■ Task to complete
Retrieve every line of the data holding the word "wagon".

Collected data entries
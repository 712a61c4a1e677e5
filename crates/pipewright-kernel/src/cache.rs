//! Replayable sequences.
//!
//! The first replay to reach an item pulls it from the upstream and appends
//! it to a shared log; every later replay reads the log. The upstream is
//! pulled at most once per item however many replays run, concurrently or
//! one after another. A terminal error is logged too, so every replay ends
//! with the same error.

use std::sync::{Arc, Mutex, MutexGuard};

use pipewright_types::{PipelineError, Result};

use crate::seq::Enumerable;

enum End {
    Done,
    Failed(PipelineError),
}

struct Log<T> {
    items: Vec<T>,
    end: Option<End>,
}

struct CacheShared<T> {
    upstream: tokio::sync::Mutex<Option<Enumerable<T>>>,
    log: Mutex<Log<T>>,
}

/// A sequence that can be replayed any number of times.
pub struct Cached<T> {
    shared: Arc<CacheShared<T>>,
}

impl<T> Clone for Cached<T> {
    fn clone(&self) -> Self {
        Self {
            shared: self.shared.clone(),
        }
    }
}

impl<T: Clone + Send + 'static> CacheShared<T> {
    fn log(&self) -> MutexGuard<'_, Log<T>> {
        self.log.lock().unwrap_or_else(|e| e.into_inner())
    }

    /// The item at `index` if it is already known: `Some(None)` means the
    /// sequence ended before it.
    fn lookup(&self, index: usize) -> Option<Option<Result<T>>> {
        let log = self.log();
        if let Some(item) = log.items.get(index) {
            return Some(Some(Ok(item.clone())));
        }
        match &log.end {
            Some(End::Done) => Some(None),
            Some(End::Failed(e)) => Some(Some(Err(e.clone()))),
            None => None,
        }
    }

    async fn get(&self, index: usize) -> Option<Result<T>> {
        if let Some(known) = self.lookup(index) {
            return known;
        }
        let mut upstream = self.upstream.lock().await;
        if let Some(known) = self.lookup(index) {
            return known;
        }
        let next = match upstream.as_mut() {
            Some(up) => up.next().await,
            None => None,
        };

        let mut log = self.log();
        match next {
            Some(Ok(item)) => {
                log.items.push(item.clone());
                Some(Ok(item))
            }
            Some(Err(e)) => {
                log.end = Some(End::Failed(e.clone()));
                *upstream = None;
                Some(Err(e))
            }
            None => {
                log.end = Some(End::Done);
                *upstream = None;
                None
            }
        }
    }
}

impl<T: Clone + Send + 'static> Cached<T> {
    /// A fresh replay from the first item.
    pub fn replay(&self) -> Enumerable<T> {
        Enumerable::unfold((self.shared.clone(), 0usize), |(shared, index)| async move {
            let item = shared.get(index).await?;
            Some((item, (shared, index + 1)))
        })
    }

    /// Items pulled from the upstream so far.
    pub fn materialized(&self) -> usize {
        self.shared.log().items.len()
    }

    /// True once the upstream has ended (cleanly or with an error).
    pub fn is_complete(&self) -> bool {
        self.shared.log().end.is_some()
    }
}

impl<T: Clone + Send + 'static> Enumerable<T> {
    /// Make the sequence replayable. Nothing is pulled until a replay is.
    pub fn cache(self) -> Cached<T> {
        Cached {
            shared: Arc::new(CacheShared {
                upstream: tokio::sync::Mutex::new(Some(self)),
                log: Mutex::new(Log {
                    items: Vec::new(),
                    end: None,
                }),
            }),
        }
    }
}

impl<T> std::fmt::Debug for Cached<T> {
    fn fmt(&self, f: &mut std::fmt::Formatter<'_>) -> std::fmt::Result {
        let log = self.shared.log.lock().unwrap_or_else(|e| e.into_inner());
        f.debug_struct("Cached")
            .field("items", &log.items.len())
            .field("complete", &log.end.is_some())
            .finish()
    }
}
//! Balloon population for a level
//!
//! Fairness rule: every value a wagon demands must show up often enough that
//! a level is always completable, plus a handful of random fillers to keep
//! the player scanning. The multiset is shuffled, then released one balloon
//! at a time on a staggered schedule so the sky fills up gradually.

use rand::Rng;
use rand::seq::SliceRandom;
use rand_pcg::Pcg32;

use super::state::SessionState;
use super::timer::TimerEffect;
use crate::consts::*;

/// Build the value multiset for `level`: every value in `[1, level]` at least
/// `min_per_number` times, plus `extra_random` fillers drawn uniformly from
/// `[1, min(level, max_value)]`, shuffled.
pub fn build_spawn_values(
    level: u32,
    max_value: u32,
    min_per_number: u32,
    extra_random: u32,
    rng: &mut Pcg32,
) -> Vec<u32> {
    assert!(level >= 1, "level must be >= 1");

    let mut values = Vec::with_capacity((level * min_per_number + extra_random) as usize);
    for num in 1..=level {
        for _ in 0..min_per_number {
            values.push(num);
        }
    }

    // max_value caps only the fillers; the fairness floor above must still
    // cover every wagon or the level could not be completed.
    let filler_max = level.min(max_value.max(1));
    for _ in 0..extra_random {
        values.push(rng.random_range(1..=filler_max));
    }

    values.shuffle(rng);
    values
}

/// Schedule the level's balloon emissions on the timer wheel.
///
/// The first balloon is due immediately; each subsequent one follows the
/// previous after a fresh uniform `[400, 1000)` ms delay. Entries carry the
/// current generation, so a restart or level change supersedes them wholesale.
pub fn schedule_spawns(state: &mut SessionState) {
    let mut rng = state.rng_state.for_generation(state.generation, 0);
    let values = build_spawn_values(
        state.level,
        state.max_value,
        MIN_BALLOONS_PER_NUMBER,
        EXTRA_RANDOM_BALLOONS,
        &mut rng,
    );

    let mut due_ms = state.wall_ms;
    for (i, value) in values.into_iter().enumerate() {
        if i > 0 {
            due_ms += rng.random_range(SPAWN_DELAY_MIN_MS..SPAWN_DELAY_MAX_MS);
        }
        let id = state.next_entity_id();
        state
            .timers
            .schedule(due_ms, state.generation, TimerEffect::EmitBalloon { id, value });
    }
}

■ Written response
//! Fairness rule: every value a wagon demands must show up often enough that
    // cover every wagon or the level could not be completed.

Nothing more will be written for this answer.